Understanding Diabetes Incidence: Feature Selection, Bayesian Optimization and Model Evaluation

Executive Summary

This analysis examines the distribution and factors contributing to diabetes incidence within our dataset, which includes adults aged from 20 to 80 years. Approximately 35% of individuals in the dataset are diagnosed with diabetes, underscoring the need to understand contributing factors.

Key Findings

Data Quality Issues: Variables such as Blood Pressure, BMI, Glucose, Skin Thickness, and Insulin contain biologically implausible zero values. While fewer than 30 observations (3% of the dataset) can be safely discarded, Skin Thickness and Insulin have too many zero values to remove without significant data loss.
Correlation and Feature Importance: Glucose shows a strong correlation with diabetes outcomes, whereas Skin Thickness, Blood Pressure, and Insulin exhibit weak correlations. Recursive Feature Elimination with Cross-Validation (RFECV) using a standard Random Forest Classifier confirms the minimal importance of Insulin and Skin Thickness.
Feature Selection: Glucose and BMI are significant predictors of diabetes, demonstrating distinct means based on diabetes outcomes and high feature importance. Despite its low correlation, Blood Pressure is included in the best subset identified by RFECV.
Metric Selection: Given the imbalanced dataset and the objective of minimizing false negatives (i.e., predicting a person is healthy when they actually have diabetes), recall was chosen as the primary evaluation metric.
Model Selection: Tree-based models were prioritized for their interpretability. Still, Logistic Regression and XGBoost were used only for score comparison.

Recommendations

While Glucose, BMI, and Age are important predictors of diabetes outcomes, the performance of a fine-tuned Decision Tree based solely on these variables resulted in decreased recall and ROC AUC scores compared to a similar model using more features. Notably, the inclusion of family history, described by the Diabetes Pedigree Function, improves model performance.

To enhance recall, the decision threshold is lowered from 0.5 to 0.3, recommending diabetes screening for anyone with a 30% or higher probability, thereby reducing false negatives.

The model first evaluates glucose, followed by BMI. Typically, low glucose and a healthy BMI (< 26.45) indicate good health, while high glucose and BMI suggest diabetes.

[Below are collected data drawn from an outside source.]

//! Tank Duel Server - Authoritative two-player artillery duel server
//!
//! This is the main entry point for the game server. It handles:
//! - WebSocket connections for real-time gameplay
//! - HTTP endpoints for room creation and discovery
//! - Per-room simulation tasks (terrain, ballistics, turn economy)

mod app;
mod config;
mod error;
mod game;
mod http;
mod util;
mod ws;

use std::net::SocketAddr;

use tokio::net::TcpListener;
use tracing::info;
use tracing_subscriber::{layer::SubscriberExt, util::SubscriberInitExt};

use crate::app::AppState;
use crate::config::Config;
use crate::http::build_router;
use crate::util::time::init_server_time;

#[tokio::main]
async fn main() -> anyhow::Result<()> {
    // Load environment variables
    dotenvy::dotenv().ok();

    // Load configuration
    let config = Config::from_env()?;

    // Initialize tracing
    init_tracing(&config.log_level);

    // Initialize server time tracking
    init_server_time();

    info!("Starting Tank Duel Server");
    info!("Server address: {}", config.server_addr);
    info!("Battlefield: {}x{} cells", config.grid_width, config.grid_height);

    // Create application state
    let state = AppState::new(config.clone());

    // Build router
    let router = build_router(state);

    // Start server
    let addr: SocketAddr = config.server_addr;
    let listener = TcpListener::bind(addr).await?;

    info!("Server listening on {}", addr);
    info!("Health check: http://{}/health", addr);
    info!("WebSocket endpoint: ws://{}/ws", addr);

    axum::serve(listener, router)
        .with_graceful_shutdown(shutdown_signal())
        .await?;

    info!("Server shutdown complete");
    Ok(())
}

/// Initialize tracing/logging
fn init_tracing(log_level: &str) {
    let env_filter = tracing_subscriber::EnvFilter::try_from_default_env()
        .unwrap_or_else(|_| tracing_subscriber::EnvFilter::new(log_level));

    tracing_subscriber::registry()
        .with(env_filter)
        .with(tracing_subscriber::fmt::layer().with_target(true))
        .init();
}

/// Graceful shutdown signal handler
async fn shutdown_signal() {
    let ctrl_c = async {
        tokio::signal::ctrl_c()
            .await
            .expect("Failed to install Ctrl+C handler");
    };

    #[cfg(unix)]
    let terminate = async {
        tokio::signal::unix::signal(tokio::signal::unix::SignalKind::terminate())
            .expect("Failed to install signal handler")
            .recv()
            .await;
    };

    #[cfg(not(unix))]
    let terminate = std::future::pending::<()>();

    tokio::select! {
        _ = ctrl_c => {
            info!("Received Ctrl+C, starting graceful shutdown");
        }
        _ = terminate => {
            info!("Received terminate signal, starting graceful shutdown");
        }
    }
}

For instance, a 54-year-old with a height of 1.78m, weight of 96kg, and glucose level of 125 mg/dL has a 32% predicted risk, prompting a recommendation for screening. This prediction aligns with common sense: although glucose level is within the normal range, their slightly obese condition increases their risk of having or developing diabetes.

⚙️ Technical Summary

While this is a competition, it is also a learning exercise. As a result, I took this opportunity to explore several concepts further, including:

Feature Selection: I experimented with both filter and wrapper methods. Normally, I do not rely heavily on these since I am usually either very familiar with the datasets or can apply common sense. It was interesting, but it definitely does not replace Exploratory Data Analysis (EDA). During EDA, we can identify more complex relationships between variables and even generate new features. The best approach is a mix of domain knowledge and feature selection methods.
Gradient Descent: I have been wanting to explore this for a while and I am satisfied with how fast it computes results. I only used it with Logistic Regression since Support Vector Machines are not suitable for this problem as they do not naturally output instance probabilities.
Hyperparameter Tuning using Informed Search: I enjoyed exploring Coarse to Fine and Bayesian Optimization methods. It was interesting to note that Bayesian Optimization did not work well for Logistic Regression, as it does not establish any meaningful relationship between applying or not applying a penalty and the value of that penalty. As for Genetic approaches, I am not convinced. While I do not doubt that with more processing time it could find a complex model with better performance, from my experience, stakeholders prefer models they can understand. Still, for critical applications, they seem like a feasible approach.
Using Polars: I have been using Polars for database connections and data cleaning at work, and I find it more intuitive than Pandas. However, it is less versatile; for example, it cannot handle PostgreSQL daterange datatype like SQLAlchemy (used by Pandas) can. In this notebook, I did not enjoy using Polars as much because I wanted to create charts with hvplot, but DataLab does not support it. I had to resort to seaborn, which converts Polars DataFrames back to Pandas before plotting.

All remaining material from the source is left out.